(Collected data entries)

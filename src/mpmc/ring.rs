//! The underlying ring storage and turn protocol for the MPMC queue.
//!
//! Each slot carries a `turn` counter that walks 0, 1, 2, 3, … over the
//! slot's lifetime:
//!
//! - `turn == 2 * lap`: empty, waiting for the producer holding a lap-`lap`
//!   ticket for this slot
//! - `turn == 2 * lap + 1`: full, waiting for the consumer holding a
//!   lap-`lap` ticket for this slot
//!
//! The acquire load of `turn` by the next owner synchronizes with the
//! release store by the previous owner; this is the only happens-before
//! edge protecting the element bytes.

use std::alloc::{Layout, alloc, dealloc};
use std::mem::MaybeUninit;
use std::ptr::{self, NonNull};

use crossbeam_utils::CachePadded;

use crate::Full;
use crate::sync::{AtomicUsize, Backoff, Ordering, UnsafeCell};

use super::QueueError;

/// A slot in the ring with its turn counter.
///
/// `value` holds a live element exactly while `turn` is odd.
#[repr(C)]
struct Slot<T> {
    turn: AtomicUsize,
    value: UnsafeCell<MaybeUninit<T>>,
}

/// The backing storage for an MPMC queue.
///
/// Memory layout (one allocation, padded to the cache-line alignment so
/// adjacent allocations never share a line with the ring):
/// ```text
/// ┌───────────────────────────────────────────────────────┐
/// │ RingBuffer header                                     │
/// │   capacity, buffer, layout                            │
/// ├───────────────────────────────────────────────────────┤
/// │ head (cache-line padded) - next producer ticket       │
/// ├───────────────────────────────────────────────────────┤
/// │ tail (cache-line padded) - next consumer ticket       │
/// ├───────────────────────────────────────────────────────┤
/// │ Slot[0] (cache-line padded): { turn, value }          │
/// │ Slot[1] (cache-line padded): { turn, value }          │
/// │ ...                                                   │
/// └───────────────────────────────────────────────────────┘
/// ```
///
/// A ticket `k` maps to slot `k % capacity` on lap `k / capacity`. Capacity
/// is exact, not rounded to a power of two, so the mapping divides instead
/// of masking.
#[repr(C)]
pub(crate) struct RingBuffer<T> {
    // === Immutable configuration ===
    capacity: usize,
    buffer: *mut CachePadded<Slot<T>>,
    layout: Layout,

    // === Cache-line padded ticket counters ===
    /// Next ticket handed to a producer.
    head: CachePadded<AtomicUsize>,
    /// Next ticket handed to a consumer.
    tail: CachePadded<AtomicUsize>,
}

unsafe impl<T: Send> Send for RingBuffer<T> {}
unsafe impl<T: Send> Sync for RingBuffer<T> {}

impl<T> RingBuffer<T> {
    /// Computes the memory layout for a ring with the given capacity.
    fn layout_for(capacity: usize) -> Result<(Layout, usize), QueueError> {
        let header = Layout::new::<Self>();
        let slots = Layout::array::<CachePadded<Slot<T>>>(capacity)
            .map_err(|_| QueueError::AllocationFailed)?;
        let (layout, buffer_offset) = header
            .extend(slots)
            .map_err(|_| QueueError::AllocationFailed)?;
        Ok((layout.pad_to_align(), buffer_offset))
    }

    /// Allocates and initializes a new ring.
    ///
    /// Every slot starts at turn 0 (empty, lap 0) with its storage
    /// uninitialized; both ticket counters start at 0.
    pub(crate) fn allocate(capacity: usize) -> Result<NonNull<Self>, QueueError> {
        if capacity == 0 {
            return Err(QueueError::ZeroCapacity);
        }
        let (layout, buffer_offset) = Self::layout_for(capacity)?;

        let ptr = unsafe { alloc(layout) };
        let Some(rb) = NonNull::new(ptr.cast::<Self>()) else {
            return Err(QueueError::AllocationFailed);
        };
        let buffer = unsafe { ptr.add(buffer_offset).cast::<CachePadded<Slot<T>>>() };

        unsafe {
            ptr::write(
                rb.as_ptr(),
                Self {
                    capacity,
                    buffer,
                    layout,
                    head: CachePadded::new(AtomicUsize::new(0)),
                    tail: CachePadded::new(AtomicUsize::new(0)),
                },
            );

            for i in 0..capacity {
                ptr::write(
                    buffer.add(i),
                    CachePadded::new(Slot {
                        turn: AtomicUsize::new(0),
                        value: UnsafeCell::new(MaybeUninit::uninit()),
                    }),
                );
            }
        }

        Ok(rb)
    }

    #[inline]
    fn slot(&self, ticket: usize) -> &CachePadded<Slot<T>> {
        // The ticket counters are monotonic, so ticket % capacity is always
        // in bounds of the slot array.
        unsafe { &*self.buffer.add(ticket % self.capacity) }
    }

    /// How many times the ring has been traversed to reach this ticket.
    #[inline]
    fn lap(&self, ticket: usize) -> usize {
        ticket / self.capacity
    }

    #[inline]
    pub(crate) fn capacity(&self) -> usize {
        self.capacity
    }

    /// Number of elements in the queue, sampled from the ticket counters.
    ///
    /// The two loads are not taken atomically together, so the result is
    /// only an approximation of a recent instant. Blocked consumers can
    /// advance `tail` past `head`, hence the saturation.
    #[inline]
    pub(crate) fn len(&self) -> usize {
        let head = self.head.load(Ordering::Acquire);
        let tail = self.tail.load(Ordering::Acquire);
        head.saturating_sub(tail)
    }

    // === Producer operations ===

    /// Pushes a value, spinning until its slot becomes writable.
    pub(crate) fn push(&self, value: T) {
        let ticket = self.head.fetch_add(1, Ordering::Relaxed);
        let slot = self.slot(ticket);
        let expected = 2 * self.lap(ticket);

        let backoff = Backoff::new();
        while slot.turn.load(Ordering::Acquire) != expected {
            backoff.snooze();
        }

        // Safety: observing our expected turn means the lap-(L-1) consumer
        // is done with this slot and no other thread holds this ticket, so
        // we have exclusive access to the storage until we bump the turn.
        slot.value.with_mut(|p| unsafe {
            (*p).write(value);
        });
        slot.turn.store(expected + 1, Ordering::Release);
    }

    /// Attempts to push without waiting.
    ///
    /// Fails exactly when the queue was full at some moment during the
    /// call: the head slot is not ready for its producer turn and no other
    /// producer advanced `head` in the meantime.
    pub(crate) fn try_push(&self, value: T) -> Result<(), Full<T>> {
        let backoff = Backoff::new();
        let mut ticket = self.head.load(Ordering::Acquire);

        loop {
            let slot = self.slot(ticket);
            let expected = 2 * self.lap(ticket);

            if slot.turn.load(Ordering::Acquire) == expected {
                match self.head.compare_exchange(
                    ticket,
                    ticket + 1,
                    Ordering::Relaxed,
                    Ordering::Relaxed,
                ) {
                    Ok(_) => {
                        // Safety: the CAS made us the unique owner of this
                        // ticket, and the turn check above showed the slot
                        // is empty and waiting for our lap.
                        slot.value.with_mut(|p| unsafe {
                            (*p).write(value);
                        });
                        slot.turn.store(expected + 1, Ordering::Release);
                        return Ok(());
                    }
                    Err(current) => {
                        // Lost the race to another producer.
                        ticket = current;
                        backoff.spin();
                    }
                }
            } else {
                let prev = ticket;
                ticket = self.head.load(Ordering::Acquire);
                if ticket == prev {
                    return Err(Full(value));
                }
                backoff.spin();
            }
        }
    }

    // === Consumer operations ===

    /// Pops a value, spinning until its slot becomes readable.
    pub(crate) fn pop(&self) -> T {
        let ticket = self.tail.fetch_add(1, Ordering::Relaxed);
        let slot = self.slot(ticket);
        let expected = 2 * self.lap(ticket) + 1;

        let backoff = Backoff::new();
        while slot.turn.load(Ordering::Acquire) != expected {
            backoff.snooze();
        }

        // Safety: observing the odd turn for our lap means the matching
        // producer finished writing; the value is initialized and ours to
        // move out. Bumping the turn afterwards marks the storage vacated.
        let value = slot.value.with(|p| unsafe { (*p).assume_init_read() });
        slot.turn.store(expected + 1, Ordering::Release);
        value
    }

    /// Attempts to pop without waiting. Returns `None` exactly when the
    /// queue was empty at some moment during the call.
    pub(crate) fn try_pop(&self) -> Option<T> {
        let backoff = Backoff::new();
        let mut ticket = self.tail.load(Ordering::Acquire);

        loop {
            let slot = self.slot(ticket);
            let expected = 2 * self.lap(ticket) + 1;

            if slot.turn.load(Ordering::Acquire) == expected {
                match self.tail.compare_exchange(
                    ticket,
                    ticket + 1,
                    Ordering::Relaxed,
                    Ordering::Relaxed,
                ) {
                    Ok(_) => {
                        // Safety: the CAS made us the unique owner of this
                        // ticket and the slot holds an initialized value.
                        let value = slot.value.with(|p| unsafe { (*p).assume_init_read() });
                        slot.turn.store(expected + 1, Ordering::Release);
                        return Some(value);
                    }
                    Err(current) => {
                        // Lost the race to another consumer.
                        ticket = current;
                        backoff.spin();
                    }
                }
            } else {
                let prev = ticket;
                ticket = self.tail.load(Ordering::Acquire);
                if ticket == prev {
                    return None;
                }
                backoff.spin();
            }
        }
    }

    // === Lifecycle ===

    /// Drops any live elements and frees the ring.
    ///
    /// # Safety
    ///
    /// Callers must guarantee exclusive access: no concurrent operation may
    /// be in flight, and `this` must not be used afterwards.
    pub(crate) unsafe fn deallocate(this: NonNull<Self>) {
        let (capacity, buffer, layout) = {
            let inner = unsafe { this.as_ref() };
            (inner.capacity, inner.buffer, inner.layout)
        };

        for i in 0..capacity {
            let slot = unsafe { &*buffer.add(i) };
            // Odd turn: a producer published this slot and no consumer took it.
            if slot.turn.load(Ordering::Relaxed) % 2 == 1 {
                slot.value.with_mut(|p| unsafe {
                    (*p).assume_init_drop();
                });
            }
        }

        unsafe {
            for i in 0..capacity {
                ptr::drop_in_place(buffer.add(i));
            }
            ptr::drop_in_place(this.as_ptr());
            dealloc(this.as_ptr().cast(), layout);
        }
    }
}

Instructions for the task
Extract every line above containing the word "live".

Your solution
/// `value` holds a live element exactly while `turn` is odd.
    /// Drops any live elements and frees the ring.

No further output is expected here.